▶ _Instructions to follow_
Report every line below that carries the word "static".

▶ _Provided material_

use std::{collections::HashSet, path::PathBuf};

use clap::{Args, ValueEnum};
use gamearc_engine::{Archive, Codecs};
use itertools::Itertools;
use miette::Result;
use owo_colors::OwoColorize;
use similar::{ChangeTag, TextDiff};

use crate::commands::open_archive;

#[derive(Debug, Default, Copy, Clone, PartialEq, Eq, PartialOrd, Ord, ValueEnum)]
enum Mode {
    /// Compare entry names
    Names,
    /// Compare entry names and sizes
    #[default]
    Sizes,
    /// Compare sizes and the contents of entries present on both sides
    Content,
}

#[derive(Args)]
pub struct DiffArgs {
    /// An input archive
    #[arg(short, long, value_name = "FILE")]
    left: PathBuf,

    /// An input archive
    #[arg(short, long, value_name = "FILE")]
    right: PathBuf,

    /// Comparison mode
    #[arg(short, long, value_enum, default_value_t = Mode::Sizes)]
    mode: Mode,
}

fn listing(archive: &Archive, mode: Mode) -> String {
    archive
        .iter()
        .map(|e| match mode {
            Mode::Names => format!("{}\n", e.name()),
            Mode::Sizes | Mode::Content => format!("{} ({} bytes)\n", e.name(), e.size()),
        })
        .sorted()
        .join("")
}

/// Lines only present on one side, in sorted listing order
fn changes(left: &Archive, right: &Archive, mode: Mode) -> Vec<(ChangeTag, String)> {
    let left = listing(left, mode);
    let right = listing(right, mode);

    TextDiff::from_lines(&left, &right)
        .iter_all_changes()
        .filter(|c| c.tag() != ChangeTag::Equal)
        .map(|c| (c.tag(), c.value().trim_end().to_owned()))
        .collect()
}

/// Names present on both sides whose decompressed contents differ
fn modified(left: &Archive, right: &Archive) -> Result<Vec<String>> {
    let codecs = Codecs::with_defaults();
    let right_names = right.file_names().collect::<HashSet<_>>();

    let mut result = Vec::new();
    for name in left.file_names().filter(|n| right_names.contains(n)).sorted() {
        let old = left.by_name(name)?.read(&codecs)?;
        let new = right.by_name(name)?.read(&codecs)?;
        if old != new {
            result.push(name.to_owned());
        }
    }
    Ok(result)
}

impl DiffArgs {
    pub fn handle(&self) -> Result<()> {
        let left = open_archive(&self.left, None)?;
        let right = open_archive(&self.right, None)?;

        println!(
            "{} {} ({}, {} entries)",
            "---".red(),
            self.left.display(),
            left.format(),
            left.len()
        );
        println!(
            "{} {} ({}, {} entries)",
            "+++".green(),
            self.right.display(),
            right.format(),
            right.len()
        );

        for (tag, line) in changes(&left, &right, self.mode) {
            match tag {
                ChangeTag::Delete => println!("{}", format!("- {line}").red()),
                ChangeTag::Insert => println!("{}", format!("+ {line}").green()),
                ChangeTag::Equal => {}
            }
        }

        if self.mode == Mode::Content {
            for name in modified(&left, &right)? {
                println!("{}", format!("~ {name}").blue());
            }
        }
        Ok(())
    }
}

#[cfg(test)]
mod test {
    use gamearc_engine::{Archive, Codecs, Entry, Source};
    use pretty_assertions::assert_eq;
    use similar::ChangeTag;

    use crate::commands::diff::{changes, modified, Mode};

    fn pak(files: &[(&str, &[u8])]) -> Archive {
        let entries = files
            .iter()
            .map(|(name, data)| {
                let source = Source::from_bytes(*name, data.to_vec());
                Entry::new(*name, source, 0, data.len() as u64)
            })
            .collect::<Vec<_>>();

        let mut packed = Vec::new();
        let registry = gamearc_formats::registry();
        registry
            .pack("pak", &entries, &Codecs::empty(), &mut packed)
            .unwrap();
        registry
            .open(&Source::from_bytes("test.pak", packed))
            .unwrap()
    }

    #[test]
    fn listing_changes() {
        let left = pak(&[("a.txt", b"one"), ("b.txt", b"two"), ("c.txt", b"three")]);
        let right = pak(&[("a.txt", b"one"), ("b.txt", b"two!"), ("d.txt", b"four")]);

        assert_eq!(
            changes(&left, &right, Mode::Names),
            vec![
                (ChangeTag::Delete, "c.txt".to_owned()),
                (ChangeTag::Insert, "d.txt".to_owned()),
            ]
        );
        assert_eq!(
            changes(&left, &right, Mode::Sizes),
            vec![
                (ChangeTag::Delete, "b.txt (3 bytes)".to_owned()),
                (ChangeTag::Delete, "c.txt (5 bytes)".to_owned()),
                (ChangeTag::Insert, "b.txt (4 bytes)".to_owned()),
                (ChangeTag::Insert, "d.txt (4 bytes)".to_owned()),
            ]
        );
    }

    #[test]
    fn content_changes() {
        let left = pak(&[("a.txt", b"one"), ("b.txt", b"two")]);
        let right = pak(&[("a.txt", b"uno"), ("b.txt", b"two")]);

        assert_eq!(modified(&left, &right).unwrap(), vec!["a.txt".to_owned()]);
    }
}
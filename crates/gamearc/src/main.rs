use std::io::IsTerminal;

use clap::Parser;
use clap_verbosity_flag::{InfoLevel, Verbosity};
use miette::{IntoDiagnostic, Result};
use tracing_log::AsTrace;
use tracing_subscriber::{layer::SubscriberExt, util::SubscriberInitExt, EnvFilter};

#[derive(Parser)]
#[command(version, about, long_about = None)]
#[command(propagate_version = true)]
struct Cli {
    #[command(subcommand)]
    command: gamearc::commands::Commands,

    #[command(flatten)]
    verbose: Verbosity<InfoLevel>,
}

fn main() -> Result<()> {
    better_panic::install();

    let cli = Cli::parse();

    tracing_subscriber::registry()
        .with(
            tracing_subscriber::fmt::layer()
                .with_ansi(std::io::stderr().is_terminal())
                .with_writer(std::io::stderr)
                .with_file(true)
                .with_line_number(true)
                .with_target(false)
                .without_time()
                .compact(),
        )
        .with(
            EnvFilter::builder()
                .with_default_directive(cli.verbose.log_level_filter().as_trace().into())
                .from_env_lossy(),
        )
        .try_init()
        .into_diagnostic()?;

    cli.command.handle()
}
//! Error types that can be emitted from this library

use miette::Diagnostic;
use thiserror::Error;

use crate::codec::CodecId;

/// Error type for library
#[derive(Error, Diagnostic, Debug)]
pub enum Error {
    /// Transparent warpper for [`std::io::Error`]
    #[error(transparent)]
    IOError(#[from] std::io::Error),

    /// a read ran past the end of the stream
    #[error("truncated read: {requested} bytes requested at offset {offset}, {available} available")]
    TruncatedRead {
        /// Position the read started at
        offset: u64,
        /// Number of bytes requested
        requested: u64,
        /// Number of bytes left in the stream
        available: u64,
    },

    /// a seek targeted a position outside of the stream
    #[error("seek to {target} is outside of a {size} byte stream")]
    SeekOutOfBounds {
        /// Requested absolute position
        target: i128,
        /// Size of the stream
        size: u64,
    },

    /// an offset points outside of the archive
    #[error("offset {value} is outside of a {archive_size} byte archive")]
    InvalidOffset {
        /// Parsed value
        value: i128,
        /// Size of the archive
        archive_size: u64,
    },

    /// a length is negative or larger than the archive
    #[error("invalid length {value}")]
    #[diagnostic(help("the directory is probably corrupt or belongs to another format"))]
    InvalidLength {
        /// Parsed value
        value: i128,
        /// Upper bound the value was checked against, if any
        limit: Option<u64>,
    },

    /// a file count is negative or beyond the sanity ceiling
    #[error("implausible file count {value} (ceiling {ceiling})")]
    ImplausibleCount {
        /// Parsed value
        value: i128,
        /// Configured ceiling
        ceiling: u64,
    },

    /// a name is empty, too long or contains control characters
    #[error("invalid entry name {name:?}: {reason}")]
    InvalidName {
        /// The offending name, lossily decoded
        name: String,
        /// Why the name was rejected
        reason: &'static str,
    },

    /// the directory contradicts itself
    #[error("inconsistent directory: {0}")]
    InconsistentDirectory(String),

    /// the stream does not start with the signature of the format
    #[error("missing {format} signature at offset {offset}")]
    BadMagic {
        /// Tag of the format that expected the signature
        format: &'static str,
        /// Position the signature was expected at
        offset: u64,
    },

    /// a type-discriminated record carries an unknown tag
    #[error("unsupported entry type {tag:#x} in {format} directory")]
    UnsupportedEntryType {
        /// Tag of the format that raised the error
        format: &'static str,
        /// The unknown type code
        tag: u32,
    },

    /// a codec or packer was requested but is not registered
    #[error("missing capability: {0}")]
    MissingCapability(Capability),

    /// a codec produced a different amount of data than the directory recorded
    #[error("expected {expected} bytes after decompression, got {actual}")]
    SizeMismatch {
        /// Length recorded in the directory
        expected: u64,
        /// Length produced by the codec
        actual: u64,
    },

    /// no registered format recognized the file
    #[error("unrecognized format")]
    UnrecognizedFormat,

    /// no registered format carries the tag
    #[error("no format registered with tag {0:?}")]
    UnknownFormat(String),

    /// unable to find requested file
    #[error("unable to find requested file")]
    FileNotFound(#[from] FileNotFoundError),

    /// {0}
    #[error("{0}")]
    CustomError(String),
}

/// Capability that was requested without being available
#[derive(Debug, Clone, PartialEq, Eq)]
pub enum Capability {
    /// Expanding payloads with a codec
    Decompress(CodecId),
    /// Producing payloads with a codec
    Compress(CodecId),
    /// Writing a container of the given format
    Pack(&'static str),
}

impl std::fmt::Display for Capability {
    fn fmt(&self, f: &mut std::fmt::Formatter<'_>) -> std::fmt::Result {
        match self {
            Capability::Decompress(codec) => write!(f, "{codec} decompressor"),
            Capability::Compress(codec) => write!(f, "{codec} compressor"),
            Capability::Pack(format) => write!(f, "{format} packer"),
        }
    }
}

/// Error type to provide further information when a file has not been found
#[derive(Error, Diagnostic, Debug)]
#[error("unable to find requested file")]
pub enum FileNotFoundError {
    /// at index {0}
    #[error("at index {0}")]
    Index(usize),

    /// by name {0}
    #[error("by name {0}")]
    Name(String),
}

/// Generic result type with crate's Error as its error variant
pub type Result<T> = core::result::Result<T, Error>;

▶ _Answer section_
        reason: &'static str,
        format: &'static str,
        format: &'static str,
    Pack(&'static str),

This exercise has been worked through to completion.